Photographs – my treasure store of happy memories …
Biography:
Lelly graduated from the University of Benin, Nigeria with a degree in pharmacy in 1987 and registered as a UK Pharmacist in 1993. She worked at the Royal Hospital for Neuro-disability, in south-west London and Boots, before joining the NHS in 1999 as a prescribing adviser at Lambeth Primary Care Group (later Lambeth Primary Care Trust).
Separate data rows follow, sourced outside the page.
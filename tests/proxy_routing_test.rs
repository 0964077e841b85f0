//! Proxy router behavior: resolution order, rule precedence, tier
//! tracker dynamics and determinism.

use url::Url;

use anycrawl::proxy::rules::RuleSet;
use anycrawl::proxy::tiers::TierTracker;
use anycrawl::proxy::{ProxyRouter, ProxySelection};

fn target(u: &str) -> Url {
    Url::parse(u).unwrap()
}

#[test]
fn resolution_order_per_request_then_rules_then_tiers() {
    let rules = RuleSet::parse(r#"[{"domain": "example.com", "proxy": "http://rule-proxy:1"}]"#)
        .unwrap();
    let router = ProxyRouter::new(vec!["http://tier-proxy:1".into()], Some(rules));

    // 1. per-request wins over everything
    let sel = router
        .resolve(&target("https://example.com/"), Some("http://user-proxy:1"), None)
        .unwrap()
        .unwrap();
    assert_eq!(sel.url, "http://user-proxy:1/");

    // 2. rules win over tiers
    let sel = router.resolve(&target("https://example.com/"), None, None).unwrap().unwrap();
    assert_eq!(sel, ProxySelection { url: "http://rule-proxy:1".into(), tier: None });

    // 3. tiers as fallback for unmatched hosts
    let sel = router.resolve(&target("https://other.net/"), None, None).unwrap().unwrap();
    assert_eq!(sel.url, "http://tier-proxy:1");
    assert_eq!(sel.tier, Some(0));
}

#[test]
fn rule_precedence_is_url_pattern_domain() {
    let rules = RuleSet::parse(
        r#"[
            {"domain": "*.example.com", "proxy": "http://by-domain:1"},
            {"pattern": "https://shop.example.com/cart*", "proxy": "http://by-pattern:1"},
            {"url": "https://shop.example.com/cart?id=1", "proxy": "http://by-url:1"}
        ]"#,
    )
    .unwrap();

    assert_eq!(
        rules.lookup(&target("https://shop.example.com/cart?id=1")),
        Some("http://by-url:1")
    );
    assert_eq!(
        rules.lookup(&target("https://shop.example.com/cart?id=2")),
        Some("http://by-pattern:1")
    );
    assert_eq!(
        rules.lookup(&target("https://docs.example.com/guide")),
        Some("http://by-domain:1")
    );
}

#[test]
fn selection_is_deterministic_for_fixed_state() {
    // Two routers fed the same error history pick the same tiers.
    let build = || {
        let t = TierTracker::new(3);
        t.record_error("example.com", 0);
        t.record_error("example.com", 0);
        let picks: Vec<usize> = (0..10).map(|_| t.pick("example.com", None)).collect();
        picks
    };
    assert_eq!(build(), build());
}

#[test]
fn errors_demote_and_decay_promotes_back() {
    let t = TierTracker::new(2);
    assert_eq!(t.pick("h", None), 0);

    t.record_error("h", 0);
    assert_eq!(t.pick("h", None), 1, "penalized tier is abandoned");

    // Non-current buckets decay by one per pick; tier 0 eventually wins
    // the tie-break again (ties prefer the lower tier).
    let mut last = 1;
    for _ in 0..15 {
        last = t.pick("h", None);
    }
    assert_eq!(last, 0, "decayed tier is preferred again");
}

#[test]
fn malformed_rules_surface_proxy_unavailable() {
    let err = ProxyRouter::new(Vec::new(), None)
        .resolve(&target("https://example.com/"), Some("not-a-url"), None)
        .unwrap_err();
    assert!(err.to_string().contains("PROXY_UNAVAILABLE"));
}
She qualified as an independent non-medical prescriber in 2007 and became the first community-based consultant pharmacist in 2008.
She left Lambeth in 2011 for a post as consultant pharmacist, care of older people at Guys and St Thomas NHS Trust in London, but is currently seconded to South East London (SEL) Integrated Care System (ICS) for 18 months to lead the implementation of the National Overprescribing Review (NOR).
On top of this, Lelly has had a national role as a subject matter expert at NHS Specialist Pharmacy Services since 2003. She has had several previous regional roles, including leading the London older peoples’ medicines project in 2003 for the Department of Health and Social Care (DHSC) and NHS London’s dementia prescribing and care project in 2011.
Lelly was awarded the Fellowship of the Royal Pharmaceutical Society in 2014, PrescQIPP shared decision-making award in 2014, Clinical Pharmacy Congress excellence in clinical leadership award in 2017, and the Primary Care Pharmacists Association outstanding contribution to primary care pharmacy award in 2022. She is currently chair of the Primary Care Pharmacists Association Clinical Specialists’ Group and a member of the NHS England’s NOR implementation group.